Some methods that RTSP supports, in order to do its job well, are listed below.
OPTION: The client asks the server which methods the RTSP media server uses, so that the client/server knows the RTSP commands that are supported.
DESCRIBE: The server sends the client a description of the media being demanded. Authentication takes place in this method. Basic and digest — both types of authentication methods are valid for this. The DESCRIBE command is mostly used to get information such as the kind of underlining protocol used, the video or audio source, and the SDP (session description) — bit-rate, resolution, etc.
SETUP: The server creates a session for the client and allocates resources for it like opening the socket for the particular port and the IP address. The SETUP command response is the destination and source address, and port.
PLAY: This command asks the server to start sending packets of video and audio. RTSP supports sending packets on both the same socket created or on a different socket for streaming.
PAUSE: This command keeps the session of RTSP on the server/client side only. The server will not send the packets over.
TEARDOWN: This command is used for closing the session and freeing the resource on both sides.
I have mentioned minimal commands. You can explore many more commands for RTSP as per requirements.
Configuring the media server
This is a simple tutorial for making your RTSP sever. A more advanced one would require writing code. Live555 is an open source library available for RTSP streaming. This library is widely used by many standard companies. VLC has the RTSP client of Live555, which is a single threaded library and is not a thread safe library. As this library is open source, one can download the source code and compile it in a proper environment.

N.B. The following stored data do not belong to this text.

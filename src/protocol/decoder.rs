//! Typed decoding of validated frames
//!
//! Decoding is a pure function of the frame and the deployment's field
//! encodings. Every read is bounds-checked up front against the minimum body
//! size of the message type, so short bodies surface as
//! [`DecodeError::Truncated`] rather than panics.

use std::str::FromStr;

use serde::{Deserialize, Serialize};
use thiserror::Error;

use crate::types::protocol_codes::{COORDINATE_SCALE, YEAR_BASE, course_flags, message_type};
use crate::types::{
    Alarm, CellTower, CourseStatus, DecodedMessage, DeviceTimestamp, Frame, Heartbeat, Imei,
    Location, Login, Position, TerminalInfo, TerminalStatus, Unknown,
};

/// Date/time, satellites, latitude, longitude, speed, course word.
pub const POSITION_LEN: usize = 18;
/// MCC, MNC, LAC, Cell ID.
pub const CELL_LEN: usize = 8;
/// Position, LBS length, LBS, terminal info, voltage, GSM, alarm, language.
pub const ALARM_BODY_LEN: usize = 32;

/// How the login packet carries the IMEI.
#[derive(Debug, Clone, Copy, PartialEq, Eq, Hash, Default, Serialize, Deserialize)]
#[serde(rename_all = "lowercase")]
pub enum ImeiEncoding {
    /// Eight bytes of packed BCD, first nibble zero.
    #[default]
    Bcd,
    /// Fifteen ASCII digits.
    Ascii,
}

impl ImeiEncoding {
    pub const fn width(self) -> usize {
        match self {
            ImeiEncoding::Bcd => 8,
            ImeiEncoding::Ascii => Imei::DIGITS,
        }
    }
}

impl FromStr for ImeiEncoding {
    type Err = String;

    fn from_str(s: &str) -> Result<Self, Self::Err> {
        match s.trim().to_ascii_lowercase().as_str() {
            "bcd" | "binary" | "packed" => Ok(ImeiEncoding::Bcd),
            "ascii" | "text" => Ok(ImeiEncoding::Ascii),
            other => Err(format!("unknown IMEI encoding '{other}' (expected bcd or ascii)")),
        }
    }
}

/// How the six date/time bytes are encoded.
#[derive(Debug, Clone, Copy, PartialEq, Eq, Hash, Default, Serialize, Deserialize)]
#[serde(rename_all = "lowercase")]
pub enum DateEncoding {
    /// Each byte is the raw value (`0x0A` = 10).
    #[default]
    Binary,
    /// Each byte is two packed decimal digits (`0x10` = 10).
    Bcd,
}

impl FromStr for DateEncoding {
    type Err = String;

    fn from_str(s: &str) -> Result<Self, Self::Err> {
        match s.trim().to_ascii_lowercase().as_str() {
            "binary" | "raw" => Ok(DateEncoding::Binary),
            "bcd" | "packed" => Ok(DateEncoding::Bcd),
            other => Err(format!("unknown date encoding '{other}' (expected binary or bcd)")),
        }
    }
}

#[derive(Debug, Clone, PartialEq, Eq, Error)]
pub enum DecodeError {
    #[error("message type {message_type:#04x}: body is {actual} bytes, needs at least {expected}")]
    Truncated { message_type: u8, expected: usize, actual: usize },

    #[error("IMEI field {field} is not 15 decimal digits")]
    InvalidImei { field: String },

    #[error("invalid device timestamp {raw:02X?}")]
    InvalidTimestamp { raw: [u8; 6] },

    #[error("course {degrees} is outside 0-359 degrees")]
    InvalidCourse { degrees: u16 },
}

/// Stateless decoder configured with the deployment's field encodings.
#[derive(Debug, Clone, Copy, Default, PartialEq, Eq)]
pub struct MessageDecoder {
    imei: ImeiEncoding,
    date: DateEncoding,
}

impl MessageDecoder {
    pub fn new(imei: ImeiEncoding, date: DateEncoding) -> Self {
        Self { imei, date }
    }

    /// Decode a validated frame into a typed message.
    pub fn decode(&self, frame: &Frame) -> Result<DecodedMessage, DecodeError> {
        let body = &frame.body[..];
        let sequence = frame.sequence;

        match frame.message_type {
            message_type::LOGIN => self.decode_login(body, sequence).map(DecodedMessage::Login),
            message_type::LOCATION | message_type::LOCATION_4G => self
                .decode_location(frame.message_type, body, sequence)
                .map(DecodedMessage::Location),
            message_type::HEARTBEAT => {
                Ok(DecodedMessage::Heartbeat(decode_heartbeat(body, sequence)))
            }
            message_type::ALARM => self.decode_alarm(body, sequence).map(DecodedMessage::Alarm),
            // String info, address query, server command and anything unrecognized
            other => Ok(DecodedMessage::Unknown(Unknown {
                message_type: other,
                raw: frame.raw.clone(),
                sequence,
            })),
        }
    }

    fn decode_login(&self, body: &[u8], sequence: u16) -> Result<Login, DecodeError> {
        let width = self.imei.width();
        require(message_type::LOGIN, body, width)?;

        let field = &body[..width];
        let digits = match self.imei {
            ImeiEncoding::Bcd => bcd_digits(field),
            ImeiEncoding::Ascii => std::str::from_utf8(field).ok().map(str::to_string),
        };
        let imei = digits
            .as_deref()
            .and_then(Imei::parse)
            .ok_or_else(|| DecodeError::InvalidImei { field: hex(field) })?;

        // Extended login: type identification code, then the time zone word
        let tail = &body[width..];
        let type_code = tail.get(0..2).map(|b| u16::from_be_bytes([b[0], b[1]]));
        let timezone_minutes =
            tail.get(2..4).map(|b| timezone_minutes(u16::from_be_bytes([b[0], b[1]])));

        Ok(Login { imei, type_code, timezone_minutes, sequence })
    }

    fn decode_location(
        &self,
        message_type: u8,
        body: &[u8],
        sequence: u16,
    ) -> Result<Location, DecodeError> {
        require(message_type, body, POSITION_LEN)?;
        let position = self.decode_position(&body[..POSITION_LEN])?;
        let cell = body.get(POSITION_LEN..POSITION_LEN + CELL_LEN).map(decode_cell);
        Ok(Location { message_type, position, cell, sequence })
    }

    fn decode_alarm(&self, body: &[u8], sequence: u16) -> Result<Alarm, DecodeError> {
        require(message_type::ALARM, body, ALARM_BODY_LEN)?;
        let position = self.decode_position(&body[..POSITION_LEN])?;

        // A zero LBS length means the device had no cell fix
        let lbs_len = body[POSITION_LEN];
        let lbs_start = POSITION_LEN + 1;
        let cell = (lbs_len != 0).then(|| decode_cell(&body[lbs_start..lbs_start + CELL_LEN]));

        let status_at = lbs_start + CELL_LEN;
        let status = TerminalStatus {
            info: TerminalInfo(body[status_at]),
            voltage_level: Some(body[status_at + 1]),
            gsm_signal: Some(body[status_at + 2]),
        };
        let alarm_code = body[status_at + 3];
        let language = Some(body[status_at + 4]);

        Ok(Alarm { position, cell, status, alarm_code, language, sequence })
    }

    /// Decode the 18-byte position block. `block` must be exactly [`POSITION_LEN`] bytes.
    fn decode_position(&self, block: &[u8]) -> Result<Position, DecodeError> {
        let mut raw_time = [0u8; 6];
        raw_time.copy_from_slice(&block[..6]);
        let timestamp = self.decode_timestamp(raw_time)?;

        let satellite_count = block[6] >> 4;
        let lat_raw = u32::from_be_bytes([block[7], block[8], block[9], block[10]]);
        let lon_raw = u32::from_be_bytes([block[11], block[12], block[13], block[14]]);
        let speed_kmh = block[15];
        let status = CourseStatus::new(u16::from_be_bytes([block[16], block[17]]));
        let course_degrees = status.course_degrees();
        if course_degrees > course_flags::MAX_COURSE {
            return Err(DecodeError::InvalidCourse { degrees: course_degrees });
        }

        let hemisphere = status.hemisphere();
        let (latitude, longitude) =
            hemisphere.apply(lat_raw as f64 / COORDINATE_SCALE, lon_raw as f64 / COORDINATE_SCALE);

        Ok(Position {
            timestamp,
            latitude,
            longitude,
            speed_kmh,
            course_degrees,
            satellite_count,
            fix_valid: status.fix_valid(),
            real_time: status.real_time(),
            hemisphere,
        })
    }

    fn decode_timestamp(&self, raw: [u8; 6]) -> Result<DeviceTimestamp, DecodeError> {
        self.calendar(raw).ok_or(DecodeError::InvalidTimestamp { raw })
    }

    fn calendar(&self, raw: [u8; 6]) -> Option<DeviceTimestamp> {
        let field = |b: u8| match self.date {
            DateEncoding::Binary => Some(b),
            DateEncoding::Bcd => bcd_byte(b),
        };
        let [year, month, day, hour, minute, second] = raw;

        DeviceTimestamp::new(
            YEAR_BASE + field(year)? as u16,
            field(month)?,
            field(day)?,
            field(hour)?,
            field(minute)?,
            field(second)?,
        )
    }
}

fn decode_heartbeat(body: &[u8], sequence: u16) -> Heartbeat {
    let status = body.first().map(|info| TerminalStatus {
        info: TerminalInfo(*info),
        voltage_level: body.get(1).copied(),
        gsm_signal: body.get(2).copied(),
    });
    Heartbeat { status, sequence }
}

/// Decode an 8-byte LBS block.
fn decode_cell(b: &[u8]) -> CellTower {
    CellTower {
        mcc: u16::from_be_bytes([b[0], b[1]]),
        mnc: b[2],
        lac: u16::from_be_bytes([b[3], b[4]]),
        cell_id: u32::from_be_bytes([0, b[5], b[6], b[7]]),
    }
}

fn require(message_type: u8, body: &[u8], expected: usize) -> Result<(), DecodeError> {
    if body.len() < expected {
        return Err(DecodeError::Truncated { message_type, expected, actual: body.len() });
    }
    Ok(())
}

/// Signed minutes east of UTC from the login time zone word.
///
/// Bits 15-4 hold `hours * 100 + minutes`, bit 3 set means west of UTC.
fn timezone_minutes(word: u16) -> i16 {
    let value = (word >> 4) as i16;
    let minutes = (value / 100) * 60 + value % 100;
    if word & 0x0008 != 0 { -minutes } else { minutes }
}

fn bcd_byte(b: u8) -> Option<u8> {
    let (hi, lo) = (b >> 4, b & 0x0F);
    (hi <= 9 && lo <= 9).then_some(hi * 10 + lo)
}

fn bcd_digits(field: &[u8]) -> Option<String> {
    let mut digits = String::with_capacity(field.len() * 2);
    for b in field {
        for nibble in [b >> 4, b & 0x0F] {
            if nibble > 9 {
                return None;
            }
            digits.push(char::from(b'0' + nibble));
        }
    }
    Some(digits)
}

fn hex(field: &[u8]) -> String {
    field.iter().map(|b| format!("{b:02X}")).collect()
}
//! TCP ingestion gateway for GT06-family GPS trackers.
//!
//! Fleetwire accepts long-lived device connections, reassembles protocol
//! frames from the byte stream, validates and decodes them, tracks which
//! device speaks on which socket, acknowledges logins and heartbeats, and
//! hands position data to a telemetry sink.
//!
//! # Features
//!
//! - **Stream framing**: frames survive arbitrary TCP chunking and line noise
//! - **Configurable envelope**: modulo-256 or CRC-16/X.25 checksums, BCD or
//!   ASCII IMEIs, binary or BCD dates
//! - **Session registry**: one live connection per IMEI, reconnects supersede
//! - **Non-blocking sink**: a bounded queue keeps slow stores away from sockets
//!
//! # Quick Start
//!
//! ```rust,no_run
//! use std::sync::Arc;
//! use fleetwire::{Gateway, GatewayConfig, MemorySink};
//!
//! #[tokio::main]
//! async fn main() -> fleetwire::Result<()> {
//!     let config = GatewayConfig::from_env()?;
//!     let gateway = Gateway::for_devices(config, Arc::new(MemorySink::new()));
//!     gateway.run().await
//! }
//! ```

// Core types and error handling
mod error;
#[cfg(any(test, feature = "benchmark"))]
pub mod test_utils;
pub mod types;

// Wire protocol
pub mod protocol;

// Runtime
pub mod config;
pub mod connection;
pub mod logging;
pub mod server;
pub mod session;
pub mod sink;

// Core exports
pub use error::*;
pub use types::*;

// Main API exports
pub use config::GatewayConfig;
pub use connection::{ConnectionHandler, DeviceConnection, DeviceHandlerFactory, HandlerFactory};
pub use protocol::{FrameFormat, FrameReassembler, FrameValidator, MessageDecoder, ResponseEncoder};
pub use server::Gateway;
pub use session::{ConnectionId, SessionEvent, SessionRegistry};
pub use sink::{MemorySink, SinkDispatcher, TelemetrySink};
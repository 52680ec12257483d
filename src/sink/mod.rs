//! Telemetry sink boundary
//!
//! The sink is the external store that keeps the latest known position of
//! each device. This crate only depends on the [`TelemetrySink`] trait; the
//! [`MemorySink`] implementation backs the binary and the tests.
//!
//! Connection tasks never await the sink directly. Records go through the
//! bounded [`SinkDispatcher`] queue so a slow store cannot stall a socket.

mod dispatcher;

pub use dispatcher::{DispatchStats, SinkDispatcher};

use std::collections::HashMap;

use tokio::sync::RwLock;

use crate::Result;
use crate::types::{Imei, TelemetryRecord};

/// Durable upsert-by-device store.
///
/// Implementations must be idempotent: writing the same record twice leaves
/// the store as if it had been written once.
#[async_trait::async_trait]
pub trait TelemetrySink: Send + Sync + 'static {
    /// Replace the stored state for `imei` with `record`.
    async fn upsert(&self, imei: &Imei, record: &TelemetryRecord) -> Result<()>;
}

/// In-memory latest-wins store.
#[derive(Debug, Default)]
pub struct MemorySink {
    records: RwLock<HashMap<Imei, TelemetryRecord>>,
}

impl MemorySink {
    pub fn new() -> Self {
        Self::default()
    }

    pub async fn get(&self, imei: &Imei) -> Option<TelemetryRecord> {
        self.records.read().await.get(imei).cloned()
    }

    pub async fn len(&self) -> usize {
        self.records.read().await.len()
    }

    pub async fn is_empty(&self) -> bool {
        self.records.read().await.is_empty()
    }

    pub async fn snapshot(&self) -> Vec<TelemetryRecord> {
        self.records.read().await.values().cloned().collect()
    }
}

#[async_trait::async_trait]
impl TelemetrySink for MemorySink {
    async fn upsert(&self, imei: &Imei, record: &TelemetryRecord) -> Result<()> {
        self.records.write().await.insert(imei.clone(), record.clone());
        Ok(())
    }
}
//! Benchmarks for stream reassembly and validation
//!
//! Measures throughput of the per-connection hot path:
//! - Cutting frames out of a stream delivered in TCP-sized chunks
//! - Resynchronising after line noise
//! - Checksum verification for both strategies

use criterion::{BenchmarkId, Criterion, Throughput, criterion_group, criterion_main};
use fleetwire::protocol::{ChecksumStrategy, FrameFormat, FrameReassembler, FrameValidator};
use fleetwire::test_utils::{PositionFixture, TEST_IMEI, heartbeat_frame, location_frame, login_frame};
use std::hint::black_box;

/// A login followed by alternating locations and heartbeats.
fn device_stream(format: FrameFormat, frames: u16) -> Vec<u8> {
    let mut stream = login_frame(format, TEST_IMEI, 0).to_vec();
    for seq in 1..frames {
        if seq % 10 == 0 {
            stream.extend_from_slice(&heartbeat_frame(format, seq));
        } else {
            stream.extend_from_slice(&location_frame(format, &PositionFixture::default(), seq));
        }
    }
    stream
}

fn bench_chunk_sizes(c: &mut Criterion) {
    let format = FrameFormat::default();
    let stream = device_stream(format, 1000);

    let mut group = c.benchmark_group("reassembly_chunk_size");
    group.throughput(Throughput::Bytes(stream.len() as u64));

    for chunk_size in [16usize, 256, 4096] {
        group.bench_with_input(BenchmarkId::from_parameter(chunk_size), &chunk_size, |b, &size| {
            b.iter(|| {
                let mut reassembler = FrameReassembler::new(format);
                let mut frames = 0;
                for chunk in stream.chunks(size) {
                    frames += reassembler.push(black_box(chunk)).len();
                }
                black_box(frames)
            })
        });
    }

    group.finish();
}

fn bench_noise_recovery(c: &mut Criterion) {
    let format = FrameFormat::default();
    let mut stream = vec![0x55u8; 64 * 1024];
    stream.extend_from_slice(&login_frame(format, TEST_IMEI, 1));

    let mut group = c.benchmark_group("reassembly_noise");
    group.throughput(Throughput::Bytes(stream.len() as u64));
    group.bench_function("64k_noise_then_frame", |b| {
        b.iter(|| {
            let mut reassembler = FrameReassembler::new(format);
            let frames: usize =
                stream.chunks(4096).map(|chunk| reassembler.push(black_box(chunk)).len()).sum();
            black_box(frames)
        })
    });
    group.finish();
}

fn bench_validation(c: &mut Criterion) {
    let mut group = c.benchmark_group("validation");

    for strategy in [ChecksumStrategy::Sum8, ChecksumStrategy::Crc16] {
        let format = FrameFormat::new(strategy);
        let candidates = FrameReassembler::new(format).push(&device_stream(format, 100));
        let validator = FrameValidator::new(format);

        group.throughput(Throughput::Elements(candidates.len() as u64));
        group.bench_function(strategy.name(), |b| {
            b.iter(|| {
                candidates
                    .iter()
                    .filter(|candidate| validator.validate(black_box(candidate)).is_ok())
                    .count()
            })
        });
    }

    group.finish();
}

criterion_group!(benches, bench_chunk_sizes, bench_noise_recovery, bench_validation);
criterion_main!(benches);
//! Core types for device protocol data representation.
//!
//! This module provides the data structures shared by every stage of the
//! ingestion pipeline:
//! - [`RawFrame`] and [`Frame`] carry byte spans from the reassembler to the decoder
//! - [`DecodedMessage`] is the typed result of decoding one frame
//! - [`CourseStatus`] and [`TerminalInfo`] expose bit-packed status words
//! - [`Imei`] and [`DeviceTimestamp`] are validated value types
//! - [`TelemetryRecord`] is the shape handed to the telemetry sink
//!
//! ## Usage Example
//!
//! ```rust
//! use fleetwire::types::{CourseStatus, Hemisphere};
//!
//! // Course 90 degrees, fix valid, southern hemisphere, west longitude
//! let status = CourseStatus::new(0x1800 | 90);
//! assert_eq!(status.course_degrees(), 90);
//! assert!(status.fix_valid());
//! assert_eq!(status.hemisphere(), Hemisphere { north: false, east: false });
//! ```

mod alarm;
mod bitfield;
mod frame;
mod imei;
mod message;
pub mod protocol_codes;
mod record;
mod timestamp;

pub use alarm::{AlarmKind, decode_alarm};
pub use bitfield::{CourseStatus, Hemisphere, TerminalInfo, TerminalStatus, sequence_after};
pub use frame::{Envelope, Frame, RawFrame};
pub use imei::Imei;
pub use message::{
    Alarm, CellTower, DecodedMessage, Heartbeat, Location, Login, Position, Unknown,
};
pub use record::{CellRecord, TelemetryRecord};
pub use timestamp::DeviceTimestamp;

#[cfg(test)]
mod tests {
    use super::*;

    use proptest::prelude::*;

    proptest! {
        #[test]
        fn prop_course_word_fields_are_independent(course in 0u16..360, flags in 0u16..16) {
            let word = (flags << 10) | course;
            let status = CourseStatus::new(word);

            prop_assert_eq!(status.course_degrees(), course);
            prop_assert_eq!(status.hemisphere().north, flags & 0b0001 != 0);
            prop_assert_eq!(status.hemisphere().east, flags & 0b0010 == 0);
            prop_assert_eq!(status.fix_valid(), flags & 0b0100 != 0);
            prop_assert_eq!(status.real_time(), flags & 0b1000 != 0);
        }

        #[test]
        fn prop_hemisphere_only_changes_sign(
            lat in 0.0f64..90.0,
            lon in 0.0f64..180.0,
            north in any::<bool>(),
            east in any::<bool>()
        ) {
            let (signed_lat, signed_lon) = Hemisphere { north, east }.apply(lat, lon);
            prop_assert_eq!(signed_lat.abs(), lat);
            prop_assert_eq!(signed_lon.abs(), lon);
            prop_assert_eq!(signed_lat < 0.0, !north && lat > 0.0);
            prop_assert_eq!(signed_lon < 0.0, !east && lon > 0.0);
        }

        #[test]
        fn prop_timestamps_order_like_unix_seconds(
            a in (2000u16..2099, 1u8..=12, 1u8..=28, 0u8..24, 0u8..60, 0u8..60),
            b in (2000u16..2099, 1u8..=12, 1u8..=28, 0u8..24, 0u8..60, 0u8..60)
        ) {
            let ta = DeviceTimestamp::new(a.0, a.1, a.2, a.3, a.4, a.5).unwrap();
            let tb = DeviceTimestamp::new(b.0, b.1, b.2, b.3, b.4, b.5).unwrap();
            prop_assert_eq!(ta.cmp(&tb), ta.unix_seconds().cmp(&tb.unix_seconds()));
        }
    }
}
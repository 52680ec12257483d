//! Device identity

use serde::{Deserialize, Serialize};
use std::fmt;

/// A device IMEI: exactly 15 ASCII decimal digits.
#[derive(Debug, Clone, PartialEq, Eq, Hash, PartialOrd, Ord, Serialize, Deserialize)]
#[serde(try_from = "String", into = "String")]
pub struct Imei(String);

impl Imei {
    pub const DIGITS: usize = 15;

    /// Parse an IMEI from its decimal representation.
    ///
    /// A 16-digit input with a leading zero (the packed-BCD form padded to
    /// eight bytes) is accepted and normalized to 15 digits.
    pub fn parse(digits: &str) -> Option<Self> {
        let digits = match digits.len() {
            16 if digits.starts_with('0') => &digits[1..],
            _ => digits,
        };

        if digits.len() != Self::DIGITS || !digits.bytes().all(|b| b.is_ascii_digit()) {
            return None;
        }

        Some(Self(digits.to_string()))
    }

    pub fn as_str(&self) -> &str {
        &self.0
    }
}

impl fmt::Display for Imei {
    fn fmt(&self, f: &mut fmt::Formatter<'_>) -> fmt::Result {
        f.write_str(&self.0)
    }
}

impl TryFrom<String> for Imei {
    type Error = String;

    fn try_from(value: String) -> Result<Self, Self::Error> {
        Imei::parse(&value).ok_or_else(|| format!("invalid IMEI: {value}"))
    }
}

impl From<Imei> for String {
    fn from(imei: Imei) -> Self {
        imei.0
    }
}
//! Alarm classification

use serde::{Deserialize, Serialize};

use super::protocol_codes::alarm;

/// Alarm reported in the alarm/language word of an alarm packet.
#[derive(Debug, Clone, Copy, PartialEq, Eq, Serialize, Deserialize)]
pub enum AlarmKind {
    Normal,
    Sos,
    PowerCut,
    Shock,
    FenceIn,
    FenceOut,
    Unknown(u8),
}

/// Decode the raw alarm code byte.
pub fn decode_alarm(code: u8) -> AlarmKind {
    match code {
        alarm::NORMAL => AlarmKind::Normal,
        alarm::SOS => AlarmKind::Sos,
        alarm::POWER_CUT => AlarmKind::PowerCut,
        alarm::SHOCK => AlarmKind::Shock,
        alarm::FENCE_IN => AlarmKind::FenceIn,
        alarm::FENCE_OUT => AlarmKind::FenceOut,
        other => AlarmKind::Unknown(other),
    }
}

#[cfg(test)]
mod tests {
    use super::*;

    #[test]
    fn known_and_unknown_codes() {
        assert_eq!(decode_alarm(0x01), AlarmKind::Sos);
        assert_eq!(decode_alarm(0x05), AlarmKind::FenceOut);
        assert_eq!(decode_alarm(0x42), AlarmKind::Unknown(0x42));
    }
}
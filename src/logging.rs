//! Tracing subscriber setup for the gateway binary

use tracing_subscriber::{EnvFilter, fmt, layer::SubscriberExt, util::SubscriberInitExt};

use crate::{GatewayError, Result};

/// Install the global subscriber.
///
/// `RUST_LOG` wins when set; otherwise `default_filter` (usually the
/// configured `log_filter`) decides what is shown. Calling this twice keeps
/// the first subscriber.
pub fn init_logging(default_filter: &str) -> Result<()> {
    let env_filter = match EnvFilter::try_from_default_env() {
        Ok(filter) => filter,
        Err(_) => build_filter(default_filter)?,
    };

    let console_layer = fmt::layer()
        .with_target(true)
        .with_thread_names(true)
        .with_level(true);

    if tracing_subscriber::registry().with(env_filter).with(console_layer).try_init().is_err() {
        tracing::debug!("Tracing subscriber already installed");
    }
    Ok(())
}

/// Parse a filter directive string such as `info,fleetwire::protocol=trace`.
pub fn build_filter(directives: &str) -> Result<EnvFilter> {
    EnvFilter::try_new(directives)
        .map_err(|e| GatewayError::config("log_filter", format!("{directives:?}: {e}")))
}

How to compile source code for a Linux workstation
Download and extract the latest tar ball of live555 from http://www.live555.com/. Move to the extracted folder and execute the below set of commands.
- ./genMakefiles linux
- make all
- make install
- run binary ./live555MediaServer
Before running the live555MediaServer you need to keep the files you want to stream, besides Makefile. This is now your home directory for the media server. Once you run live555MediaServer you will find it can stream only a few formats. But for the purpose of understanding, it is good to start with. If you need your own format to stream, then you have to write code for it.
VLC includes the RTSP client, so you can check and stream data to VLC by adding the URL to it; e.g., rtsp://<your IP address>/<filename>.